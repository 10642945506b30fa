//! Descriptions of files referenced by model definitions.

use std::fmt;

use serde::{Deserialize, Serialize};

/// Default path prefix for repository files inside archives and resources.
pub const DEFAULT_REPOSITORY_PREFIX: &str = "repdata";
/// Default path prefix for resource files inside archives and resources.
pub const DEFAULT_RESOURCE_PREFIX: &str = "resdata";

/// Where a model file has to be searched for.
#[derive(Debug, Clone, Copy, PartialEq, Eq, Hash, Serialize, Deserialize)]
#[serde(rename_all = "lowercase")]
pub enum ModelFileLocation {
    /// The file lives in the shared model repository on disk. If it cannot be
    /// found there, the copy inside the archive/resources is used.
    Repository,
    /// The file is bundled with the model package itself and is always taken
    /// from the archive/resources.
    Resource,
}

impl ModelFileLocation {
    /// The per-model path offset for this location, if configured.
    pub fn path_offset(self, offsets: &ModelPathOffsets) -> Option<&str> {
        match self {
            ModelFileLocation::Repository => offsets.repository_offset.as_deref(),
            ModelFileLocation::Resource => offsets.resource_offset.as_deref(),
        }
    }

    /// The prefix under which files of this location are stored inside
    /// archives and exported directory trees.
    pub fn resource_prefix(self, offsets: &ModelPathOffsets) -> &str {
        match self {
            ModelFileLocation::Repository => offsets
                .repository_prefix
                .as_deref()
                .unwrap_or(DEFAULT_REPOSITORY_PREFIX),
            ModelFileLocation::Resource => offsets
                .resource_prefix
                .as_deref()
                .unwrap_or(DEFAULT_RESOURCE_PREFIX),
        }
    }
}

impl fmt::Display for ModelFileLocation {
    fn fmt(&self, f: &mut fmt::Formatter<'_>) -> fmt::Result {
        match self {
            ModelFileLocation::Repository => write!(f, "repository"),
            ModelFileLocation::Resource => write!(f, "resource"),
        }
    }
}

/// A purely descriptive reference to a file used by a model. Carries no I/O;
/// resolution to actual bytes is the job of the file finder.
#[derive(Debug, Clone, PartialEq, Eq, Hash, Serialize, Deserialize)]
pub struct ModelFile {
    pub name: String,
    pub location: ModelFileLocation,
}

impl ModelFile {
    pub fn repository(name: impl Into<String>) -> Self {
        Self {
            name: name.into(),
            location: ModelFileLocation::Repository,
        }
    }

    pub fn resource(name: impl Into<String>) -> Self {
        Self {
            name: name.into(),
            location: ModelFileLocation::Resource,
        }
    }
}

/// Per-model-definition path prefixes. The offsets are relative paths below
/// the repository root (repository offset) or inside the archive (resource
/// offset). Unset prefixes fall back to [`DEFAULT_REPOSITORY_PREFIX`] and
/// [`DEFAULT_RESOURCE_PREFIX`].
#[derive(Debug, Clone, Default, PartialEq, Eq, Serialize, Deserialize)]
pub struct ModelPathOffsets {
    #[serde(skip_serializing_if = "Option::is_none")]
    pub repository_offset: Option<String>,
    #[serde(skip_serializing_if = "Option::is_none")]
    pub repository_prefix: Option<String>,
    #[serde(skip_serializing_if = "Option::is_none")]
    pub resource_offset: Option<String>,
    #[serde(skip_serializing_if = "Option::is_none")]
    pub resource_prefix: Option<String>,
}

#[cfg(test)]
mod tests {
    use super::*;

    #[test]
    fn prefixes_fall_back_to_defaults_when_unset() {
        let offsets = ModelPathOffsets::default();
        assert_eq!(
            ModelFileLocation::Repository.resource_prefix(&offsets),
            "repdata"
        );
        assert_eq!(
            ModelFileLocation::Resource.resource_prefix(&offsets),
            "resdata"
        );
    }

    #[test]
    fn configured_prefix_wins_over_default() {
        let offsets = ModelPathOffsets {
            resource_prefix: Some("bundled".into()),
            ..Default::default()
        };
        assert_eq!(
            ModelFileLocation::Resource.resource_prefix(&offsets),
            "bundled"
        );
        // the repository prefix stays at its default
        assert_eq!(
            ModelFileLocation::Repository.resource_prefix(&offsets),
            "repdata"
        );
    }

    #[test]
    fn model_files_compare_by_name_and_location() {
        assert_eq!(ModelFile::resource("a.madx"), ModelFile::resource("a.madx"));
        assert_ne!(
            ModelFile::resource("a.madx"),
            ModelFile::repository("a.madx")
        );
    }
}
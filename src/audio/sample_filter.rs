//! Glitch suppression for audio captured from the modem.
//!
//! The modem's baseband path occasionally emits near-full-scale positive
//! spikes. Those samples are muted; everything else, including ordinary
//! loud audio and all negative samples, passes through untouched.

/// Samples strictly above this value are treated as glitches.
pub const GLITCH_THRESHOLD: i16 = 30000;

/// Bytes in one stereo S16_LE frame.
const FRAME_BYTES: usize = 4;

/// Zero every S16_LE sample above [`GLITCH_THRESHOLD`] in place.
///
/// The buffer is walked one 2-channel frame (4 bytes) at a time. A trailing
/// partial frame, when the length is not a multiple of 4, is left as is.
pub fn suppress_glitches(buf: &mut [u8]) {
    for frame in buf.chunks_exact_mut(FRAME_BYTES) {
        for sample in frame.chunks_exact_mut(2) {
            if i16::from_le_bytes([sample[0], sample[1]]) > GLITCH_THRESHOLD {
                sample.copy_from_slice(&[0, 0]);
            }
        }
    }
}

#[cfg(test)]
mod tests {
    use super::*;

    fn frames(samples: &[i16]) -> Vec<u8> {
        samples.iter().flat_map(|s| s.to_le_bytes()).collect()
    }

    fn samples(buf: &[u8]) -> Vec<i16> {
        buf.chunks_exact(2)
            .map(|b| i16::from_le_bytes([b[0], b[1]]))
            .collect()
    }

    #[test]
    fn mutes_full_scale_spike() {
        let mut buf = frames(&[100, -200, 0x7FFF, 5]);
        suppress_glitches(&mut buf);

        assert_eq!(&buf[4..6], &[0x00, 0x00]);
        assert_eq!(samples(&buf), vec![100, -200, 0, 5]);
    }

    #[test]
    fn threshold_is_exclusive() {
        let mut buf = frames(&[30000, 30001, 29999, 32767]);
        suppress_glitches(&mut buf);
        assert_eq!(samples(&buf), vec![30000, 0, 29999, 0]);
    }

    #[test]
    fn negative_samples_pass() {
        let input = [i16::MIN, -1, -30001, -32000];
        let mut buf = frames(&input);
        suppress_glitches(&mut buf);
        assert_eq!(samples(&buf), input.to_vec());
    }

    #[test]
    fn length_is_preserved_and_quiet_audio_untouched() {
        let input: Vec<i16> = (0..3072 * 2).map(|i| ((i * 37) % 20000) as i16 - 10000).collect();
        let mut buf = frames(&input);
        let len = buf.len();
        suppress_glitches(&mut buf);

        assert_eq!(buf.len(), len);
        assert_eq!(samples(&buf), input);
    }

    #[test]
    fn trailing_partial_frame_is_left_alone() {
        // One whole frame followed by a lone sample that would otherwise be muted.
        let mut buf = frames(&[31000, 1, 32767]);
        suppress_glitches(&mut buf);
        assert_eq!(samples(&buf), vec![0, 1, 32767]);

        let mut short = vec![0xFF, 0x7F, 0xFF];
        suppress_glitches(&mut short);
        assert_eq!(short, vec![0xFF, 0x7F, 0xFF]);
    }

    #[test]
    fn empty_buffer() {
        let mut buf: Vec<u8> = Vec::new();
        suppress_glitches(&mut buf);
        assert!(buf.is_empty());
    }
}
//! ALSA PCM device wrappers for the codec and modem streams.

use alsa::pcm::{Access, Format, Frames, HwParams, State, PCM};
use alsa::{Direction, ValueOr};
use anyhow::{Context, Result};

use super::device::{PcmBackend, PcmStream};
use super::format::{AudioFormat, SampleEncoding, StreamDirection};

/// Recoveries allowed within a single read/write before giving up.
const MAX_RECOVERIES: u32 = 3;

/// Opens `"<prefix>:<card>,<device>"` PCM streams, e.g. `hw:1,0`.
pub struct AlsaBackend {
    prefix: &'static str,
}

impl AlsaBackend {
    pub fn new(prefix: &'static str) -> Self {
        Self { prefix }
    }
}

impl PcmBackend for AlsaBackend {
    fn open(
        &mut self,
        card: u32,
        device: u32,
        direction: StreamDirection,
        format: &AudioFormat,
    ) -> Result<Box<dyn PcmStream>> {
        let name = format!("{}:{},{}", self.prefix, card, device);
        let stream = AlsaStream::open(name, direction, format)?;
        Ok(Box::new(stream))
    }
}

/// A blocking interleaved PCM stream.
pub struct AlsaStream {
    pcm: PCM,
    name: String,
    direction: StreamDirection,
    frame_bytes: usize,
    buffer_bytes: usize,
}

impl AlsaStream {
    fn open(name: String, direction: StreamDirection, format: &AudioFormat) -> Result<Self> {
        let alsa_direction = match direction {
            StreamDirection::Capture => Direction::Capture,
            StreamDirection::Playback => Direction::Playback,
        };
        let pcm = PCM::new(&name, alsa_direction, false)
            .with_context(|| format!("Failed to open PCM device '{}' for {}", name, direction))?;

        // Configure hardware parameters
        {
            let hwp = HwParams::any(&pcm).with_context(|| "Failed to initialize HwParams")?;
            hwp.set_access(Access::RWInterleaved)?;
            hwp.set_format(alsa_format(format.encoding))?;
            hwp.set_channels(format.channels)?;
            hwp.set_rate(format.rate, ValueOr::Nearest)?;
            hwp.set_period_size_near(format.period_size as Frames, ValueOr::Nearest)?;
            hwp.set_periods(format.period_count, ValueOr::Nearest)?;
            pcm.hw_params(&hwp)
                .with_context(|| format!("Failed to apply hw params to '{}'", name))?;
        }

        // Read back actual negotiated parameters
        let (actual_rate, period_size, buffer_frames) = {
            let hwp = pcm.hw_params_current()?;
            (hwp.get_rate()?, hwp.get_period_size()?, hwp.get_buffer_size()?)
        };
        let buffer_bytes = format.frames_to_bytes(buffer_frames.max(0) as usize);

        log::info!(
            "ALSA {}: device={}, rate={}, channels={}, period_size={}, buffer={} frames ({} bytes)",
            direction,
            name,
            actual_rate,
            format.channels,
            period_size,
            buffer_frames,
            buffer_bytes,
        );

        Ok(Self {
            pcm,
            name,
            direction,
            frame_bytes: format.frame_bytes(),
            buffer_bytes,
        })
    }

    /// Run the ALSA xrun/suspend recovery path, bounded per transfer.
    fn recover(&self, err: alsa::Error, recoveries: &mut u32) -> Result<()> {
        *recoveries += 1;
        if *recoveries > MAX_RECOVERIES {
            return Err(err).with_context(|| {
                format!(
                    "PCM '{}' still failing after {} recoveries",
                    self.name, MAX_RECOVERIES
                )
            });
        }

        log::warn!(
            "ALSA {} error on '{}': {}, recovering...",
            self.direction,
            self.name,
            err
        );
        self.pcm
            .try_recover(err, true)
            .with_context(|| format!("Failed to recover PCM '{}'", self.name))
    }

    /// Largest prefix of a buffer made of whole frames.
    fn whole_frames_len(&self, len: usize) -> usize {
        len - len % self.frame_bytes
    }
}

impl PcmStream for AlsaStream {
    fn is_ready(&self) -> bool {
        matches!(self.pcm.state(), State::Prepared | State::Running)
    }

    fn buffer_size_bytes(&self) -> usize {
        self.buffer_bytes
    }

    fn read(&mut self, buf: &mut [u8]) -> Result<()> {
        let io = self.pcm.io_bytes();
        let len = self.whole_frames_len(buf.len());
        let mut offset = 0;
        let mut recoveries = 0;

        while offset < len {
            match io.readi(&mut buf[offset..len]) {
                Ok(frames) => offset += frames * self.frame_bytes,
                Err(e) => self.recover(e, &mut recoveries)?,
            }
        }
        Ok(())
    }

    fn write(&mut self, buf: &[u8]) -> Result<()> {
        let io = self.pcm.io_bytes();
        let len = self.whole_frames_len(buf.len());
        let mut offset = 0;
        let mut recoveries = 0;

        // Short writes are normal; keep going until every frame is queued.
        while offset < len {
            match io.writei(&buf[offset..len]) {
                Ok(frames) => offset += frames * self.frame_bytes,
                Err(e) => self.recover(e, &mut recoveries)?,
            }
        }
        Ok(())
    }
}

impl Drop for AlsaStream {
    fn drop(&mut self) {
        log::debug!("Closing ALSA {} stream '{}'", self.direction, self.name);
    }
}

fn alsa_format(encoding: SampleEncoding) -> Format {
    match encoding {
        SampleEncoding::S16Le => Format::S16LE,
    }
}
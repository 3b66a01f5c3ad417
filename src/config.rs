use std::time::Duration;

use crate::audio::{AudioFormat, SampleEncoding, Topology};

#[derive(Debug, Clone)]
pub struct Config {
    pub app_name: &'static str,
    pub app_version: &'static str,

    // 声卡拓扑
    pub codec_card: u32,
    pub modem_card: u32,
    pub device: u32,
    pub pcm_prefix: &'static str,

    // 音频格式
    pub channels: u32,
    pub rate: u32,
    pub bits: u32,
    pub period_size: u32,
    pub period_count: u32,

    // 时序
    pub poll_interval_ms: u64,
    pub settle_delay_ms: u64,

    // 通话状态查询
    pub call_state_command: &'static str,
    pub max_query_failures: u32,
}

impl Config {
    /// 从编译时设置的环境变量创建配置
    /// 所有参数都在编译时从 config.toml 中读取
    pub fn new() -> Result<Self, &'static str> {
        Ok(Self {
            app_name: env!("APP_NAME"),
            app_version: env!("APP_VERSION"),

            codec_card: env!("CODEC_CARD").parse()
                .map_err(|_| "Failed to parse CODEC_CARD")?,
            modem_card: env!("MODEM_CARD").parse()
                .map_err(|_| "Failed to parse MODEM_CARD")?,
            device: env!("PCM_DEVICE").parse()
                .map_err(|_| "Failed to parse PCM_DEVICE")?,
            pcm_prefix: env!("PCM_PREFIX"),

            channels: env!("FORMAT_CHANNELS").parse()
                .map_err(|_| "Failed to parse FORMAT_CHANNELS")?,
            rate: env!("FORMAT_RATE").parse()
                .map_err(|_| "Failed to parse FORMAT_RATE")?,
            bits: env!("FORMAT_BITS").parse()
                .map_err(|_| "Failed to parse FORMAT_BITS")?,
            period_size: env!("FORMAT_PERIOD_SIZE").parse()
                .map_err(|_| "Failed to parse FORMAT_PERIOD_SIZE")?,
            period_count: env!("FORMAT_PERIOD_COUNT").parse()
                .map_err(|_| "Failed to parse FORMAT_PERIOD_COUNT")?,

            poll_interval_ms: env!("POLL_INTERVAL_MS").parse()
                .map_err(|_| "Failed to parse POLL_INTERVAL_MS")?,
            settle_delay_ms: env!("SETTLE_DELAY_MS").parse()
                .map_err(|_| "Failed to parse SETTLE_DELAY_MS")?,

            call_state_command: env!("CALL_STATE_COMMAND"),
            max_query_failures: env!("MAX_QUERY_FAILURES").parse()
                .map_err(|_| "Failed to parse MAX_QUERY_FAILURES")?,
        })
    }

    /// Build the immutable stream format shared by all four endpoints.
    ///
    /// Only 16-bit little-endian PCM is supported on the modem path.
    pub fn audio_format(&self) -> Result<AudioFormat, &'static str> {
        let encoding = match self.bits {
            16 => SampleEncoding::S16Le,
            _ => return Err("Unsupported bit depth, only 16-bit PCM is supported"),
        };
        if self.channels == 0 || self.rate == 0 {
            return Err("Channel count and sample rate must be non-zero");
        }
        if self.period_size == 0 || self.period_count == 0 {
            return Err("Period size and period count must be non-zero");
        }

        Ok(AudioFormat {
            device: self.device,
            channels: self.channels,
            rate: self.rate,
            period_size: self.period_size,
            period_count: self.period_count,
            encoding,
        })
    }

    pub fn topology(&self) -> Topology {
        Topology {
            codec_card: self.codec_card,
            modem_card: self.modem_card,
        }
    }

    pub fn poll_interval(&self) -> Duration {
        Duration::from_millis(self.poll_interval_ms)
    }

    pub fn settle_delay(&self) -> Duration {
        Duration::from_millis(self.settle_delay_ms)
    }
}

» **Problem**: Find the string "Access" in the data. Report each line it appears in.

» **Result**:
use alsa::pcm::{Access, Format, Frames, HwParams, State, PCM};
            hwp.set_access(Access::RWInterleaved)?;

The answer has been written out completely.